▼

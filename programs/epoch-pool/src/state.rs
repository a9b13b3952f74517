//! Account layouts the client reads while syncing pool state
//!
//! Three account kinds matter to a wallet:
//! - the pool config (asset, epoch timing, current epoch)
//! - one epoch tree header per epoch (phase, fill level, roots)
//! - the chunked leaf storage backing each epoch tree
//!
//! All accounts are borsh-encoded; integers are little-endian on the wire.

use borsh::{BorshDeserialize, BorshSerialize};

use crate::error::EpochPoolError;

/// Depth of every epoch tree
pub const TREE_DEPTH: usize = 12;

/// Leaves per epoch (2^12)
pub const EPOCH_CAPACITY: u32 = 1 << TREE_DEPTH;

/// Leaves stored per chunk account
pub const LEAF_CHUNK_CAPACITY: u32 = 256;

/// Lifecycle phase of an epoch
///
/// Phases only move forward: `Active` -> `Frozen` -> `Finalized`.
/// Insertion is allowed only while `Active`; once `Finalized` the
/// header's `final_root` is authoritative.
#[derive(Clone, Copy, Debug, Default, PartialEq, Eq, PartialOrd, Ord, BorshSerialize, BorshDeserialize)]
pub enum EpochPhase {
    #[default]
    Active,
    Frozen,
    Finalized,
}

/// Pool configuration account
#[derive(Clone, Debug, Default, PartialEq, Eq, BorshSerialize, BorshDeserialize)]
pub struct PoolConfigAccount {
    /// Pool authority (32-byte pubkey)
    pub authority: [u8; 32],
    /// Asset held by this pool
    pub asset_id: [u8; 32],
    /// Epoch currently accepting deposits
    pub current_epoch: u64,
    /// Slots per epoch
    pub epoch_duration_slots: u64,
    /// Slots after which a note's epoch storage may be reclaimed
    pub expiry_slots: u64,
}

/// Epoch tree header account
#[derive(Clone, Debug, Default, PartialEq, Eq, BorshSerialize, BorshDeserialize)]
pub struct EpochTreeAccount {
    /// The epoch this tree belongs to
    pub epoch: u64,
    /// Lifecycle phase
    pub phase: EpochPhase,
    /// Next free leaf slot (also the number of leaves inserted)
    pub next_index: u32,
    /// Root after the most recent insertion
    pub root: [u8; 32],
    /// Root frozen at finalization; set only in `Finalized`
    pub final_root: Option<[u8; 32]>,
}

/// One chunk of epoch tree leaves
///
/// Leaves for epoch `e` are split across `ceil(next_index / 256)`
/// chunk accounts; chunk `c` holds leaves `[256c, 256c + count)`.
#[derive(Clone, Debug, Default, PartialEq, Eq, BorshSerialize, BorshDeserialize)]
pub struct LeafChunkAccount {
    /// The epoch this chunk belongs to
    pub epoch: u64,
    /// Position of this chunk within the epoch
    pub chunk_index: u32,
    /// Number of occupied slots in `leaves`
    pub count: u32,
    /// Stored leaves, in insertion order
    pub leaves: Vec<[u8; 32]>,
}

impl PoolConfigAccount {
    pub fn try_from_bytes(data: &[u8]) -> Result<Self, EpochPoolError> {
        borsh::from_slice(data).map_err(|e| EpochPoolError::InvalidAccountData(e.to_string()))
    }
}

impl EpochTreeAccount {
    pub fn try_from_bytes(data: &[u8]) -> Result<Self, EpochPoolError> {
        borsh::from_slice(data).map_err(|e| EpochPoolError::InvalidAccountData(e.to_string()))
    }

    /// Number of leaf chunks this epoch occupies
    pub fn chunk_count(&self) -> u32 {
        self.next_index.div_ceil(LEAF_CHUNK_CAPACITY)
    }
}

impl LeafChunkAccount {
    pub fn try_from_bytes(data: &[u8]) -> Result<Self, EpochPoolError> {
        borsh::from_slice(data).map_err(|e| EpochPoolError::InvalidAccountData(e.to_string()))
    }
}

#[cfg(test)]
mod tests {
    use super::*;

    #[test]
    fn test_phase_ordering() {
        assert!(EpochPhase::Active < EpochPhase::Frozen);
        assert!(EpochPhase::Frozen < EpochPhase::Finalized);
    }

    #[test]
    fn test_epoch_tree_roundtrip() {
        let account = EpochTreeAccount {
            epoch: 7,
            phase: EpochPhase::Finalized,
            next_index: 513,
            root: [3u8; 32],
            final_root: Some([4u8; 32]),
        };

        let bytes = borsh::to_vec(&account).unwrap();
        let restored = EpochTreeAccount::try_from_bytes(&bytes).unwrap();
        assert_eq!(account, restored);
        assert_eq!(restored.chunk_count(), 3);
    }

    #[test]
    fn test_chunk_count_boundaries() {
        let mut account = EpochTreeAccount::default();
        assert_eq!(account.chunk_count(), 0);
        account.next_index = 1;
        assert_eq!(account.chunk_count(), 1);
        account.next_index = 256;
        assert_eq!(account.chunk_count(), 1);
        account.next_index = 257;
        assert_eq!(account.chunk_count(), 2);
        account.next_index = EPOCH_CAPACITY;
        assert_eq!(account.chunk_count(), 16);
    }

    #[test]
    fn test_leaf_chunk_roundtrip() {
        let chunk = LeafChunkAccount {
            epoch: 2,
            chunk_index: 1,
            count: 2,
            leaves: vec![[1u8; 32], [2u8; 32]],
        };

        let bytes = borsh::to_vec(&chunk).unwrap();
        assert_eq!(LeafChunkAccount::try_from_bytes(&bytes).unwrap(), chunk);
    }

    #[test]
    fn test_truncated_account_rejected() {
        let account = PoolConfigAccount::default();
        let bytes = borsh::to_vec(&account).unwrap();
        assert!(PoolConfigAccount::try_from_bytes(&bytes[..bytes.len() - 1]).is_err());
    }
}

▲

THE TASK — The required answer is a single number: how many lines above hold the string "authority".

RESPONSE TO THIS TASK — 2